また、税理士法第40条第3項では「2ヵ所目の事務所の設置が禁止」されているものの、臨時に仕事を自宅に持ち帰り税理士業務を行ったり、自宅への来客に対し一時的に税務相談に応じるなどしたとしても、自宅が外部に対する表示の有無等の客観的事実により、税理士事務所と判断される状態でなければ、2ヵ所事務所の問題は生じないものと考えるとの見解を示しています。

◆ 守秘義務の遵守と監督義務の履行
 税理士や税理士法人のスタッフ(所属税理士を除く)が自宅で税理士業務の補助業務を行う場合、スタッフ(使用人等)の監督が物理的に行えないことから、非税理士行為を防止するための一定の制御ができているかどうかが極めて重要になります。
● 守秘義務の遵守
 在宅勤務で、スタッフが顧問先の資料等を自宅に持ち帰るケースでは、守秘義務を遵守できる保管場所等の確保が求められます。
【注意すべきポイント】
 現実問題として、鍵がかかるキャビネットなどでの保管は自宅では困難です。さらに、記帳業務が終了して、月次決算書を出力などした場合、こうした顧問先の秘密資料をどのように保管するかの、現物の保存方法の検討も必要になりそうです。出力帳票にミスがあった場合に、シュレッダーにかけずに、ごみ箱に入れて廃棄するようなことは厳禁と考える必要が。
● 監督義務の適正な履行
 監督義務の適正な履行は、具体的には税理士・税理士法人のスタッフへの監督義務の履行のため、こうした義務はスタッフの業務執行の場所を問うものではなく、スタッフが税理士事務所以外の場所で業務を行う場合であっても”税理士や税理士法人”の監督下にあることが求められます。

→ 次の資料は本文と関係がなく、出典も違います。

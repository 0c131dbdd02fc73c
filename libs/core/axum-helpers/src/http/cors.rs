use axum::http::{HeaderValue, Method};
use std::io;
use std::time::Duration;
use tower_http::cors::{AllowOrigin, CorsLayer};

/// Creates a CORS layer for the configured origins.
///
/// Returns `Ok(None)` when no origin is configured: the pages and the API
/// are then served same-origin only.
///
/// The layer allows:
/// - Methods: GET, POST, PUT, DELETE, OPTIONS
/// - Headers: Content-Type, Accept
/// - 1 hour max age
pub fn create_cors_layer(origins: &[String]) -> io::Result<Option<CorsLayer>> {
    if origins.is_empty() {
        return Ok(None);
    }

    let allowed_origins = origins
        .iter()
        .map(|s| s.parse::<HeaderValue>())
        .collect::<Result<Vec<_>, _>>()
        .map_err(|e| {
            io::Error::new(
                io::ErrorKind::InvalidInput,
                format!("Invalid CORS_ALLOWED_ORIGIN value: {}", e),
            )
        })?;

    tracing::info!("CORS configured with allowed origins: {}", origins.join(","));

    let layer = CorsLayer::new()
        .allow_origin(AllowOrigin::list(allowed_origins))
        .allow_methods([
            Method::GET,
            Method::POST,
            Method::PUT,
            Method::DELETE,
            Method::OPTIONS,
        ])
        .allow_headers([
            axum::http::header::CONTENT_TYPE,
            axum::http::header::ACCEPT,
        ])
        .max_age(Duration::from_secs(3600));

    Ok(Some(layer))
}

#[cfg(test)]
mod tests {
    use super::*;

    #[test]
    fn test_no_origins_means_no_layer() {
        assert!(create_cors_layer(&[]).unwrap().is_none());
    }

    #[test]
    fn test_valid_origins_build_a_layer() {
        let origins = vec!["http://localhost:3000".to_string()];
        assert!(create_cors_layer(&origins).unwrap().is_some());
    }

    #[test]
    fn test_invalid_origin_is_rejected() {
        let origins = vec!["bad\norigin".to_string()];
        let err = create_cors_layer(&origins).unwrap_err();
        assert_eq!(err.kind(), io::ErrorKind::InvalidInput);
    }
}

 したがって、これらのスタッフへの監督が明確に行われていることを前提に、スタッフが税理士業務の補助業務をの自宅で行うことは可能だとの見解を示しています。
【注意すべきポイント】
 確かに建前上は、スタッフへの業務指示や業務終了後の確認などを行うことは可能ですが、現実問題としては、スタッフの在宅勤務により、担当業務について顧問先との間でトラブルが発生するようなケースでは、日税連の言う「税理士などが明確にスタッフの監督を行っていた」ことにあたるか否かは、今後に問題を残すことになりそうです。